The Government of Canada spends a significant amount of its annual budget on IT assets and services. As well, IT is an essential component of the government's strategy to address the challenges of increasing productivity and enhancing services to the public for the benefit of citizens, businesses, taxpayers, and employees. For these reasons, it is important to have assurance on the extent to which appropriate structures are in place for managing IT assets and risks, acquiring these assets, and monitoring their performance. This audit is intended to provide that assurance.
SDAs have established governance structures appropriate to the size and scope of their IT activities.
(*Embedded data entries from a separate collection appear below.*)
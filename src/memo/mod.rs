//! Memo Module
//!
//! File-backed memoization of async producers: key derivation, freshness
//! policy and the lazy stale-while-revalidate refresh.

mod config;
mod file;
mod key;
mod payload;
mod stats;


// Re-export public types
pub use config::{EntryPolicy, MemoizeConfig, MIN_SUPPLIED_FIELDS};
pub use file::{memoize_to_file, FileMemoizer, Memoized, RefreshErrorHook};
pub use key::{cache_path, derive_key, CACHE_FILE_EXTENSION, KEY_BYTES};
pub use payload::{decode, normalize, CachedValue};
pub use stats::MemoStats;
We found evidence of short-term IT investment planning in most SDAs; however, many of the SDAs included in our audit had not developed long-term plans as required by the Treasury Board Directive on Management of Information Technology.Nevertheless, respecting the requirements of the directive in this area may be more demanding than the value added for some SDAs, given the size and scope of their IT‑related activities. As such, an opportunity exists for TBS—the central agency responsible for setting IT policy—to work with SDAs to examine if existing IT policies are consistent with the IT asset management risks faced by SDAs.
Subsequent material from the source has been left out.